Phosphine (PH3) is a toxic substance to pest insects and is therefore commonly used in pest control. The oxidative damage induced by PH3 is considered to be one of the primary mechanisms of its toxicity in pest insects; however, the precise mode of PH3 action in this process is still unclear. In this study, we evaluated the responses of several oxidative biomarkers and two of the main antioxidant enzymes, catalase (CAT) and superoxide dismutase (SOD), after fumigation treatment with PH3 in Drosophila melanogaster as a model system.
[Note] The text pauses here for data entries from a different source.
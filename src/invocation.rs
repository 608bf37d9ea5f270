use std::{collections::HashMap, sync::Arc, time::Duration};

use async_trait::async_trait;
use jsonschema::{Draft, JSONSchema};
use serde_json::Value;
use tracing::{debug, warn};

use crate::{
    capabilities::{Adjustment, CapabilityTable},
    functions::{Tool, ToolCall, ToolChoice},
    params::RequestParams,
    providers::LLMProvider,
    types::{ChatMessage, CompletionRequest},
    LLMError,
};

/// Everything needed for one model turn.
#[derive(Debug, Clone)]
pub struct InvocationRequest {
    pub model: String,
    pub system_prompt: String,
    pub params: RequestParams,
    /// Conversation after the system prompt: the user prompt and any earlier turns.
    pub conversation: Vec<ChatMessage>,
    pub tools: Vec<Tool>,
}

/// The model's decision for one turn.
#[derive(Debug, Clone)]
pub struct Invocation {
    /// Assistant message as returned, with call ids filled in.
    pub message: ChatMessage,
    pub adjustments: Vec<Adjustment>,
}

impl Invocation {
    pub fn tool_calls(&self) -> &[ToolCall] {
        &self.message.tool_calls
    }

    pub fn content(&self) -> Option<&str> {
        self.message.text()
    }
}

#[async_trait]
pub trait InvocationAdapter: Send + Sync {
    async fn invoke(&self, request: InvocationRequest) -> Result<Invocation, LLMError>;
}

/// Adapter over an [`LLMProvider`] that applies the capability table and a hard timeout.
pub struct ProviderAdapter {
    provider: Arc<dyn LLMProvider>,
    capabilities: CapabilityTable,
    timeout: Duration,
}

impl ProviderAdapter {
    pub fn new(provider: Arc<dyn LLMProvider>) -> Self {
        Self {
            provider,
            capabilities: CapabilityTable::builtin(),
            timeout: Duration::from_secs(60),
        }
    }

    pub fn with_capabilities(mut self, capabilities: CapabilityTable) -> Self {
        self.capabilities = capabilities;
        self
    }

    pub fn with_timeout(mut self, timeout: Duration) -> Self {
        self.timeout = timeout;
        self
    }

    pub fn capabilities(&self) -> &CapabilityTable {
        &self.capabilities
    }

    /// Capability key used for `model`.
    pub fn provider_key<'a>(&'a self, model: &'a str) -> &'a str {
        CapabilityTable::provider_for(model, self.provider.name())
    }
}

#[async_trait]
impl InvocationAdapter for ProviderAdapter {
    async fn invoke(&self, request: InvocationRequest) -> Result<Invocation, LLMError> {
        let provider_key = self.provider_key(&request.model).to_string();
        let (params, adjustments) = self.capabilities.adapt(&provider_key, &request.params);
        for adjustment in &adjustments {
            debug!(model = %request.model, provider = %provider_key, ?adjustment, "adjusted request parameter");
        }

        let mut messages = Vec::with_capacity(request.conversation.len() + 1);
        if !request.system_prompt.trim().is_empty() {
            messages.push(ChatMessage::system(request.system_prompt.clone()));
        }
        messages.extend(request.conversation);

        let has_tools = !request.tools.is_empty();
        let mut completion = CompletionRequest::new(request.model.clone(), messages).with_tools(request.tools);
        if has_tools {
            completion = completion.with_tool_choice(ToolChoice::auto());
        }
        // explicit tool_choice in the params wins over the default
        let completion = completion.with_params(&params);

        let response = match tokio::time::timeout(self.timeout, self.provider.complete(completion)).await {
            Ok(result) => result?,
            Err(_) => {
                warn!(model = %request.model, timeout_secs = self.timeout.as_secs(), "invocation timed out");
                return Err(LLMError::Timeout(self.timeout.as_secs()));
            }
        };

        let mut message = response.message;
        for (i, call) in message.tool_calls.iter_mut().enumerate() {
            if call.id.is_none() {
                call.id = Some(format!("call_{i}"));
            }
        }

        Ok(Invocation { message, adjustments })
    }
}

/// Compiled JSON schemas of a suite's tools, for checking call arguments.
pub struct ToolSchemas {
    validators: HashMap<String, Option<JSONSchema>>,
}

impl ToolSchemas {
    pub fn compile(tools: &[Tool]) -> Self {
        let mut validators = HashMap::new();
        for tool in tools {
            let compiled = match JSONSchema::options()
                .with_draft(Draft::Draft7)
                .compile(&tool.function.parameters)
            {
                Ok(schema) => Some(schema),
                Err(err) => {
                    warn!(tool = %tool.function.name, error = %err, "tool schema does not compile; arguments will not be checked");
                    None
                }
            };
            validators.insert(tool.function.name.clone(), compiled);
        }
        Self { validators }
    }

    /// False for unknown tools and for arguments that violate the tool's schema.
    pub fn is_valid(&self, tool: &str, arguments: &Value) -> bool {
        match self.validators.get(tool) {
            None => false,
            Some(None) => true,
            Some(Some(schema)) => schema.is_valid(arguments),
        }
    }
}
use std::{collections::HashMap, sync::Arc};

use async_trait::async_trait;
use serde_json::Value;
use tokio::sync::RwLock;
use uuid::Uuid;

use super::run::{BestPointer, Progress, Run, RunItem, RunKind, RunOutcome, RunStatus};
use crate::error::EngineError;

/// Persistence for runs. The stored record is authoritative; events are a convenience tail.
#[async_trait]
pub trait RunStore: Send + Sync {
    async fn create_run(&self, kind: RunKind, subject: &str, config: Value) -> Result<Uuid, EngineError>;

    /// Returns `false` when an item with the same key was already stored.
    async fn append_result(&self, run_id: Uuid, item: RunItem) -> Result<bool, EngineError>;

    async fn set_status(&self, run_id: Uuid, status: RunStatus, error: Option<String>) -> Result<(), EngineError>;

    async fn update_progress(&self, run_id: Uuid, progress: Progress) -> Result<(), EngineError>;

    async fn set_best(&self, run_id: Uuid, best: BestPointer) -> Result<(), EngineError>;

    async fn set_outcome(&self, run_id: Uuid, outcome: RunOutcome) -> Result<(), EngineError>;

    async fn set_last_seq(&self, run_id: Uuid, seq: u64) -> Result<(), EngineError>;

    async fn get_run(&self, run_id: Uuid) -> Result<Option<Run>, EngineError>;

    /// Newest first.
    async fn list_runs(&self) -> Result<Vec<Run>, EngineError>;

    async fn delete_run(&self, run_id: Uuid) -> Result<bool, EngineError>;
}

#[derive(Debug, Default, Clone)]
pub struct InMemoryRunStore {
    runs: Arc<RwLock<HashMap<Uuid, Run>>>,
}

impl InMemoryRunStore {
    pub fn new() -> Self {
        Self::default()
    }

    async fn with_run<T>(&self, run_id: Uuid, f: impl FnOnce(&mut Run) -> T) -> Result<T, EngineError> {
        let mut runs = self.runs.write().await;
        let run = runs.get_mut(&run_id).ok_or(EngineError::RunNotFound(run_id))?;
        Ok(f(run))
    }
}

#[async_trait]
impl RunStore for InMemoryRunStore {
    async fn create_run(&self, kind: RunKind, subject: &str, config: Value) -> Result<Uuid, EngineError> {
        let run = Run::new(kind, subject, config);
        let id = run.id;
        self.runs.write().await.insert(id, run);
        Ok(id)
    }

    async fn append_result(&self, run_id: Uuid, item: RunItem) -> Result<bool, EngineError> {
        self.with_run(run_id, |run| run.push_item(item)).await
    }

    async fn set_status(&self, run_id: Uuid, status: RunStatus, error: Option<String>) -> Result<(), EngineError> {
        self.with_run(run_id, |run| {
            let from = run.status;
            if !run.transition(status) {
                return Err(EngineError::InvalidTransition { run_id, from, to: status });
            }
            if error.is_some() {
                run.error = error;
            }
            Ok(())
        })
        .await?
    }

    async fn update_progress(&self, run_id: Uuid, progress: Progress) -> Result<(), EngineError> {
        self.with_run(run_id, |run| run.advance(progress)).await
    }

    async fn set_best(&self, run_id: Uuid, best: BestPointer) -> Result<(), EngineError> {
        self.with_run(run_id, |run| run.best = Some(best)).await
    }

    async fn set_outcome(&self, run_id: Uuid, outcome: RunOutcome) -> Result<(), EngineError> {
        self.with_run(run_id, |run| run.outcome = Some(outcome)).await
    }

    async fn set_last_seq(&self, run_id: Uuid, seq: u64) -> Result<(), EngineError> {
        self.with_run(run_id, |run| run.last_seq = run.last_seq.max(seq)).await
    }

    async fn get_run(&self, run_id: Uuid) -> Result<Option<Run>, EngineError> {
        Ok(self.runs.read().await.get(&run_id).cloned())
    }

    async fn list_runs(&self) -> Result<Vec<Run>, EngineError> {
        let mut runs: Vec<Run> = self.runs.read().await.values().cloned().collect();
        runs.sort_by(|a, b| b.created_at.cmp(&a.created_at));
        Ok(runs)
    }

    async fn delete_run(&self, run_id: Uuid) -> Result<bool, EngineError> {
        Ok(self.runs.write().await.remove(&run_id).is_some())
    }
}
The results showed that larvae exposed to sub-lethal levels of PH3 (0.028 mg/L) exhibited lower aerobic respiration rates and higher levels of hydrogen peroxide (H2O2) and lipid peroxidation (LPO). Furthermore, unlike SOD, the activity and expression of CAT and its encoding gene were downregulated by PH3 in a time- and dose-dependent manner. Finally, the responses of six potential transcription factors of PH3 were determined by real-time polymerase chain reaction to explore the regulation mechanism of DmCAT by PH3. There were no significant effects of PH3 on three nuclear factor-kappa B homologs (DORSAL, DIF, and RELISH) or two activator protein-1 genes (JUN and FOS), while dramatic inhibition of DNA replication-related element factor (DREF) expression was observed after fumigation with PH3, suggesting that PH3 could inhibit the expression of DmCAT via the DRE/DREF system. These results confirmed that PH3 induces oxidative stress and targets CAT by downregulating its encoding gene in Drosophila. Our results provide new insight into the signal transduction mechanism between PH3 and its target genes.